A pesquisa da FGV Social não incluía mapear quais eram os municípios de interesse para migração. Mas os dados mais recentes da Pesquisa Nacional por Amostra de Domicílios do IBGE sobre isso, de 2014, apontam Florianópolis, Palmas e Goiânia como os municípios com maior proporção de migrantes no País.
“Tivemos uma mudança muito significativa na estrutura produtiva. Estamos passando por um processo de desindustrialização.

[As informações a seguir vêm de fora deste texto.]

// Copyright 2025 Cowboy AI, LLC.

//! Generic function-transformation utilities
//!
//! This module provides the small functional toolkit the combinators in
//! [`crate::booleans`] are assembled from: composition, currying, and
//! argument flipping, plus the `identity`/`constant`/`apply` helpers.
//!
//! # Mathematical Foundation
//!
//! Given `f: B -> C` and `g: A -> B`, composition is right-to-left:
//!
//! ```text
//! compose(f, g)(a) = f(g(a))
//! ```
//!
//! Currying transforms a multi-argument function into a chain of
//! single-argument functions, each returning the next:
//!
//! ```text
//! curry(f)(a)(b) = f(a, b)
//! ```
//!
//! # Laws
//!
//! 1. Associativity: `compose(f, compose(g, h)) ≡ compose(compose(f, g), h)`
//! 2. Left Identity: `compose(identity, f) ≡ f`
//! 3. Right Identity: `compose(f, identity) ≡ f`
//! 4. Flip Involution: `flip(flip(f)) ≡ f`

/// A boxed single-argument continuation, the tail of a curried chain.
///
/// Rust cannot express `impl Fn(A) -> impl Fn(B) -> C` directly, so the
/// inner steps of a curried function are boxed. Only the first step of a
/// chain stays unboxed.
pub type Curried<A, B> = Box<dyn Fn(A) -> B>;

/// The identity function: returns its argument unchanged.
pub fn identity<A>(a: A) -> A {
    a
}

/// Create a function that ignores its argument and always returns `b`.
pub fn constant<A, B>(b: B) -> impl Fn(A) -> B
where
    B: Clone,
{
    move |_| b.clone()
}

/// Apply a function to an argument.
///
/// Useful as the explicit elimination form when a combinator chain ends
/// in a function value.
pub fn apply<A, B>(f: impl Fn(A) -> B, a: A) -> B {
    f(a)
}

/// Compose two functions right-to-left: `compose(f, g)(a) = f(g(a))`.
pub fn compose<A, B, C>(f: impl Fn(B) -> C, g: impl Fn(A) -> B) -> impl Fn(A) -> C {
    move |a| f(g(a))
}

/// Compose a unary function after a binary one:
/// `compose2(f, g)(a, b) = f(g(a, b))`.
///
/// This is the transformation that derives `nor` from `or`, `nimp` from
/// `implies`, and `iff` from `xor`.
pub fn compose2<A, B, C, D>(f: impl Fn(C) -> D, g: impl Fn(A, B) -> C) -> impl Fn(A, B) -> D {
    move |a, b| f(g(a, b))
}

/// Swap the arguments of a binary function: `flip(f)(b, a) = f(a, b)`.
pub fn flip<A, B, C>(f: impl Fn(A, B) -> C) -> impl Fn(B, A) -> C {
    move |b, a| f(a, b)
}

/// Flip a curried two-step function: `flip_curried(f)(b)(a) = f(a)(b)`.
pub fn flip_curried<A, B, C, F, G>(f: F) -> impl Fn(B) -> Curried<A, C>
where
    F: Fn(A) -> G + Clone + 'static,
    G: Fn(B) -> C,
    A: 'static,
    B: Clone + 'static,
    C: 'static,
{
    move |b: B| {
        let f = f.clone();
        Box::new(move |a: A| f(a)(b.clone()))
    }
}

/// Curry a binary function into a two-step chain:
/// `curry(f)(a)(b) = f(a, b)`.
pub fn curry<A, B, C, F>(f: F) -> impl Fn(A) -> Curried<B, C>
where
    F: Fn(A, B) -> C + Clone + 'static,
    A: Clone + 'static,
    B: 'static,
    C: 'static,
{
    move |a: A| {
        let f = f.clone();
        Box::new(move |b: B| f(a.clone(), b))
    }
}

/// Curry a ternary function into a three-step chain:
/// `curry3(f)(a)(b)(c) = f(a, b, c)`.
pub fn curry3<A, B, C, D, F>(f: F) -> impl Fn(A) -> Curried<B, Curried<C, D>>
where
    F: Fn(A, B, C) -> D + Clone + 'static,
    A: Clone + 'static,
    B: Clone + 'static,
    C: 'static,
    D: 'static,
{
    move |a: A| {
        let f = f.clone();
        let a_outer = a.clone();
        Box::new(move |b: B| {
            let f = f.clone();
            let a = a_outer.clone();
            Box::new(move |c: C| f(a.clone(), b.clone(), c)) as Curried<C, D>
        })
    }
}

/// Uncurry a two-step chain back into a binary function:
/// `uncurry(f)(a, b) = f(a)(b)`.
pub fn uncurry<A, B, C, F, G>(f: F) -> impl Fn(A, B) -> C
where
    F: Fn(A) -> G,
    G: Fn(B) -> C,
{
    move |a, b| f(a)(b)
}

#[cfg(test)]
mod tests {
    use super::*;

    fn add_one(x: i32) -> i32 {
        x + 1
    }

    fn double(x: i32) -> i32 {
        x * 2
    }

    fn subtract(a: i32, b: i32) -> i32 {
        a - b
    }

    #[test]
    fn test_identity() {
        assert_eq!(identity(42), 42);
        assert_eq!(identity("value"), "value");
    }

    #[test]
    fn test_constant() {
        let always_five = constant::<&str, i32>(5);
        assert_eq!(always_five("ignored"), 5);
        assert_eq!(always_five("also ignored"), 5);
    }

    #[test]
    fn test_apply() {
        assert_eq!(apply(add_one, 41), 42);
    }

    /// compose(f, g)(x) = f(g(x)), right-to-left
    #[test]
    fn test_compose_order() {
        let composed = compose(add_one, double);
        assert_eq!(composed(5), 11);

        let reversed = compose(double, add_one);
        assert_eq!(reversed(5), 12);
    }

    #[test]
    fn test_compose_identity_laws() {
        let left = compose(identity, add_one);
        let right = compose(add_one, identity);
        for x in [-3, 0, 7] {
            assert_eq!(left(x), add_one(x));
            assert_eq!(right(x), add_one(x));
        }
    }

    #[test]
    fn test_compose2() {
        // negate the result of a binary subtraction
        let negated_diff = compose2(|x: i32| -x, subtract);
        assert_eq!(negated_diff(10, 3), -7);
    }

    #[test]
    fn test_flip() {
        let flipped = flip(subtract);
        assert_eq!(flipped(3, 10), 7);
        assert_eq!(subtract(10, 3), 7);
    }

    /// flip(flip(f)) ≡ f
    #[test]
    fn test_flip_involution() {
        let twice = flip(flip(subtract));
        for (a, b) in [(10, 3), (0, 0), (-5, 5)] {
            assert_eq!(twice(a, b), subtract(a, b));
        }
    }

    #[test]
    fn test_curry() {
        let curried = curry(subtract);
        let from_ten = curried(10);
        assert_eq!(from_ten(3), 7);
        assert_eq!(from_ten(10), 0);
    }

    #[test]
    fn test_curry3() {
        let curried = curry3(|a: i32, b: i32, c: i32| a + b * c);
        assert_eq!(curried(1)(2)(3), 7);
    }

    #[test]
    fn test_uncurry_inverts_curry() {
        let roundtrip = uncurry(curry(subtract));
        assert_eq!(roundtrip(10, 3), subtract(10, 3));
    }

    fn curried_subtract(a: i32) -> Box<dyn Fn(i32) -> i32> {
        Box::new(move |b| a - b)
    }

    #[test]
    fn test_flip_curried() {
        let flipped = flip_curried(curried_subtract);
        assert_eq!(flipped(3)(10), 7);
        assert_eq!(curried_subtract(10)(3), 7);
    }
}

Palmas e Goiânia são capitais próximas de centros agrícolas importantes, com renda média que cresceu nos últimos anos e gerou oportunidades de emprego e prestação de serviço”, diz Cristina Helena Mello, da ESPM. “E essas capitais têm boa infraestrutura, de transporte, segurança e saúde.”
O caso da capital catarinense, porém, mostra que nem só as oportunidades de emprego revelam as motivações da mudança. “Há uma questão também do quão agradável é o lugar”, diz Marcelo Neri, diretor da FGV Social e coordenador da pesquisa sobre migração. “Ganhar mais (dinheiro) é parte do pacote, mas não é todo o pacote”, acrescenta. Segundo ele, “talvez morar em uma cidade grande não seja tão bom assim. Mais importante é morar em uma cidade melhor.”